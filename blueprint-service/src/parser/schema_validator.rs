//! Structural schema validation
//!
//! Two schemas are consulted: the full DSL schema, applied once to the
//! fully combined document, and the narrower imports schema, applied to
//! each file's `imports` section before its children are traversed.
//! Violations carry the engine's message and a dotted path to the
//! offending element.

use blueprint_core::error::{BlueprintError, Result};
use once_cell::sync::Lazy;
use serde_json::json;

/// Schema for a single file's `imports` section
static IMPORTS_SCHEMA: Lazy<serde_json::Value> = Lazy::new(|| {
    json!({
        "type": "array",
        "items": { "type": "string" }
    })
});

/// Schema for the fully combined document
static DSL_SCHEMA: Lazy<serde_json::Value> = Lazy::new(build_dsl_schema);

fn workflows_schema() -> serde_json::Value {
    json!({
        "type": "object",
        "additionalProperties": {
            "type": "object",
            "oneOf": [
                { "required": ["radial"] },
                { "required": ["ref"] }
            ],
            "properties": {
                "radial": { "type": "string" },
                "ref": { "type": "string" }
            }
        }
    })
}

fn node_policies_schema() -> serde_json::Value {
    json!({
        "type": "object",
        "additionalProperties": {
            "type": "object",
            "required": ["rules"],
            "properties": {
                "rules": {
                    "type": "array",
                    "items": {
                        "type": "object",
                        "required": ["type"],
                        "properties": {
                            "type": { "type": "string" }
                        }
                    }
                }
            }
        }
    })
}

fn build_dsl_schema() -> serde_json::Value {
    json!({
        "type": "object",
        "required": ["application_template"],
        "properties": {
            "imports": IMPORTS_SCHEMA.clone(),
            "application_template": {
                "type": "object",
                "required": ["name", "topology"],
                "properties": {
                    "name": { "type": "string" },
                    "topology": {
                        "type": "array",
                        "minItems": 1,
                        "items": {
                            "type": "object",
                            "required": ["name", "type"],
                            "properties": {
                                "name": { "type": "string" },
                                "type": { "type": "string" },
                                "properties": { "type": "object" },
                                "workflows": workflows_schema(),
                                "policies": node_policies_schema()
                            }
                        }
                    }
                }
            },
            "types": {
                "type": "object",
                "additionalProperties": {
                    "type": "object",
                    "properties": {
                        "derived_from": { "type": "string" },
                        "interfaces": {
                            "type": "array",
                            "items": {
                                "oneOf": [
                                    { "type": "string" },
                                    {
                                        "type": "object",
                                        "minProperties": 1,
                                        "maxProperties": 1,
                                        "additionalProperties": { "type": "string" }
                                    }
                                ]
                            }
                        },
                        "properties": { "type": "object" },
                        "workflows": workflows_schema(),
                        "policies": node_policies_schema()
                    }
                }
            },
            "plugins": {
                "type": "object",
                "additionalProperties": {
                    "type": "object",
                    "required": ["properties"],
                    "properties": {
                        "properties": {
                            "type": "object",
                            "required": ["interface", "url"],
                            "properties": {
                                "interface": { "type": "string" },
                                "url": { "type": "string" }
                            }
                        }
                    }
                }
            },
            "interfaces": {
                "type": "object",
                "additionalProperties": {
                    "type": "object",
                    "required": ["operations"],
                    "properties": {
                        "operations": {
                            "type": "array",
                            "items": { "type": "string" }
                        }
                    }
                }
            },
            "workflows": workflows_schema(),
            "policies": {
                "type": "object",
                "properties": {
                    "types": {
                        "type": "object",
                        "additionalProperties": {
                            "type": "object",
                            "required": ["message"],
                            "oneOf": [
                                { "required": ["policy"] },
                                { "required": ["ref"] }
                            ],
                            "properties": {
                                "message": { "type": "string" },
                                "policy": { "type": "string" },
                                "ref": { "type": "string" }
                            }
                        }
                    },
                    "rules": { "type": "object" }
                }
            }
        }
    })
}

/// Validate the combined document against the DSL schema
///
/// # Errors
///
/// Returns a `BlueprintError` with the engine's message and the dotted
/// path to the offending element when the document does not conform.
pub fn validate_document(tree: &serde_yaml::Value) -> Result<()> {
    let instance = to_json(tree)?;
    let validator = compile(&DSL_SCHEMA)?;
    if let Err(error) = validator.validate(&instance) {
        let path = dotted_path(&error.instance_path.to_string());
        return Err(BlueprintError::schema_violation(error.to_string(), path));
    }
    Ok(())
}

/// Validate one file's `imports` section against the imports schema
///
/// # Errors
///
/// Returns a `BlueprintError` naming the file when its imports section
/// does not conform.
pub fn validate_imports(imports: &serde_yaml::Value, file: &str) -> Result<()> {
    let instance = to_json(imports)?;
    let validator = compile(&IMPORTS_SCHEMA)?;
    if let Err(error) = validator.validate(&instance) {
        return Err(BlueprintError::InvalidImportsSection {
            file: file.to_string(),
            message: error.to_string(),
            path: dotted_path(&error.instance_path.to_string()),
        });
    }
    Ok(())
}

fn compile(schema: &serde_json::Value) -> Result<jsonschema::Validator> {
    jsonschema::validator_for(schema)
        .map_err(|e| BlueprintError::schema_violation(format!("schema did not compile: {e}"), ""))
}

fn to_json(tree: &serde_yaml::Value) -> Result<serde_json::Value> {
    serde_json::to_value(tree)
        .map_err(|e| BlueprintError::schema_violation(format!("document is not schema-checkable: {e}"), ""))
}

/// Convert a JSON-pointer instance path into the dotted form used in
/// diagnostics: `/application_template/topology/0` becomes
/// `application_template.topology.0`.
fn dotted_path(pointer: &str) -> String {
    pointer.trim_start_matches('/').replace('/', ".")
}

○ ○ ○ ○

• _What is expected_
Using the material above, count the lines containing the word "pointer". Reply with the number alone.

• _Answer section_
3